PS 9-102 - Geographic distribution of Borrelia burgdorferi genotypes reveal spatial structuring

Monday, August 7, 2017
Exhibit Hall, Oregon Convention Center
Liliana Cerna and Andrea Swei, Biology, San Francisco State University, San Francisco, CA

The pathogenic spirochete, Borrelia burgdorferi, is the causative agent of Lyme Disease (LD), the most prevalent vector-borne infection in the United States. A key virulence factor of the bacteria is attributed to its polymorphic outer surface protein C (ospC), which plays a role in pathogen transmission and host immune evasion. High genetic diversity in the ospC gene is hypothesized to be maintained by a type of balancing selection called multiple-niche polymorphism, where diverse vertebrate communities represent multiple ecological niches allowing for new genotypes to arise. A study looking at the infectivity of B. burgdorferi in rodents found that among three isolates (A, H3, and F) each varied in the transmission and dissemination of the spirochete. To date, 22 ospC genotypes have been described in the United States and of these 12 have been found in California and only three (A, F, and Hb) have been isolated from human patients from this region. As a result, the spatial distribution of ospC genotypes has important and direct impacts on human disease risk. In this study, we characterized the frequency and distribution of ospC genotypes in two diverse regions in Northern California and across several years. Questing Ixodes pacificus nymphal ticks were collected between 2006 and 2015, screened for B. burgdorferi, and genotyped by sequencing the ospC locus.

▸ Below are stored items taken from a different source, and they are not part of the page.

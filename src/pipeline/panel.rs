use serde::{Deserialize, Serialize};

/// One generated image together with the prompt that produced it.
#[derive(Clone, Debug)]
pub struct Panel {
    pub prompt: String,
    pub image: image::DynamicImage,
}

impl Panel {
    pub fn new(prompt: impl Into<String>, image: image::DynamicImage) -> Self {
        Self {
            prompt: prompt.into(),
            image,
        }
    }
}

/// Summary data handed to the storyboard builder alongside the panels.
#[derive(Clone, Copy, Debug, Default, PartialEq, Eq, Serialize, Deserialize)]
pub struct StoryboardMetadata {
    pub total_scenes: usize,
}

/// Panels in generation order. Position is the only identity a panel has.
#[derive(Clone, Debug, Default)]
pub struct PanelSet {
    panels: Vec<Panel>,
}

impl PanelSet {
    pub fn new() -> Self {
        Self::default()
    }

    pub fn push(&mut self, panel: Panel) {
        self.panels.push(panel);
    }

    pub fn panels(&self) -> &[Panel] {
        &self.panels
    }

    pub fn len(&self) -> usize {
        self.panels.len()
    }

    pub fn is_empty(&self) -> bool {
        self.panels.is_empty()
    }

    pub fn clear(&mut self) {
        self.panels.clear();
    }
}
use std::path::{Path, PathBuf};

use anyhow::Context as _;
use clap::{Parser, Subcommand};
use tracing_subscriber::EnvFilter;

#[derive(Parser, Debug)]
#[command(name = "yume", version)]
struct Cli {
    #[command(subcommand)]
    cmd: Command,
}

#[derive(Subcommand, Debug)]
enum Command {
    /// Frame and arrange 1-5 images into a single collage.
    Collage(CollageArgs),
    /// Print the location prompt built from world and environment data.
    Location(LocationArgs),
    /// Load parsed scenes into a store and print the summary.
    Scenes(ScenesArgs),
}

#[derive(Parser, Debug)]
struct CollageArgs {
    /// Output image path (format from extension).
    #[arg(long)]
    out: PathBuf,

    /// Input images, in placement order.
    #[arg(required = true, num_args = 1..=yume::collage::MAX_IMAGES)]
    images: Vec<PathBuf>,
}

#[derive(Parser, Debug)]
struct LocationArgs {
    /// Config file (YAML or JSON). Defaults apply when omitted.
    #[arg(long)]
    config: Option<PathBuf>,

    /// Location name as written in the script.
    name: String,

    /// Time of day, e.g. "dusk".
    #[arg(long)]
    time: Option<String>,
}

#[derive(Parser, Debug)]
struct ScenesArgs {
    /// JSON array of scene records.
    #[arg(long = "in")]
    in_path: PathBuf,

    /// Write the stored (defaulted) scenes back out as JSON.
    #[arg(long)]
    out: Option<PathBuf>,
}

fn main() -> anyhow::Result<()> {
    init_tracing();

    let cli = Cli::parse();
    match cli.cmd {
        Command::Collage(args) => cmd_collage(args),
        Command::Location(args) => cmd_location(args),
        Command::Scenes(args) => cmd_scenes(args),
    }
}

fn init_tracing() {
    let filter = EnvFilter::try_from_env(yume::config::LOG_ENV)
        .unwrap_or_else(|_| EnvFilter::new(yume::config::DEFAULT_LOG_FILTER));
    tracing_subscriber::fmt()
        .with_env_filter(filter)
        .with_writer(std::io::stderr)
        .init();
}

fn cmd_collage(args: CollageArgs) -> anyhow::Result<()> {
    yume::collage::create_collage_from_paths(args.images.as_slice(), &args.out)
        .with_context(|| format!("build collage '{}'", args.out.display()))?;
    eprintln!("wrote {}", args.out.display());
    Ok(())
}

fn load_config(path: Option<&Path>) -> anyhow::Result<yume::YumeConfig> {
    let Some(path) = path else {
        return Ok(yume::YumeConfig::default());
    };
    let cfg = yume::YumeConfig::from_path(path)
        .with_context(|| format!("load config '{}'", path.display()))?;
    let base = path.parent().unwrap_or_else(|| Path::new("."));
    Ok(cfg.rebase(base))
}

fn cmd_location(args: LocationArgs) -> anyhow::Result<()> {
    let cfg = load_config(args.config.as_deref())?;
    let builder = cfg.location_builder()?;
    println!("{}", builder.build(&args.name, args.time.as_deref()));
    Ok(())
}

fn cmd_scenes(args: ScenesArgs) -> anyhow::Result<()> {
    let drafts: Vec<yume::SceneDraft> = yume::io::read_json(&args.in_path)?;

    let mut store = yume::SceneStore::new();
    store.insert_many(drafts)?;
    println!("{}", store.summary());

    if let Some(out) = &args.out {
        yume::io::write_json(out, store.all())?;
        eprintln!("wrote {}", out.display());
    }
    Ok(())
}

Contrary to previous studies in California that found the highest prevalence of ospC genotype H3 in Mendocino County, our preliminary data from Marin County revealed genotype A (48.8%) to be the most prevalent among I. pacificus ticks. In contrast, genotype F (39.4%) was found to be the most prevalent in Sonoma County. Notably, both Marin and Sonoma displayed human invasive strains in highest frequency whereas Mendocino showed low prevalence of human invasive strains in the tick population. Both Marin and Mendocino County also revealed greater ospC diversity compared to Sonoma County. Gathering a better understanding of the diversity in the ospC gene of B. burgdorferi circulating between I. pacificus, vertebrate hosts, and humans is important in understanding how LD is maintained and transmitted to greatly inform disease ecology.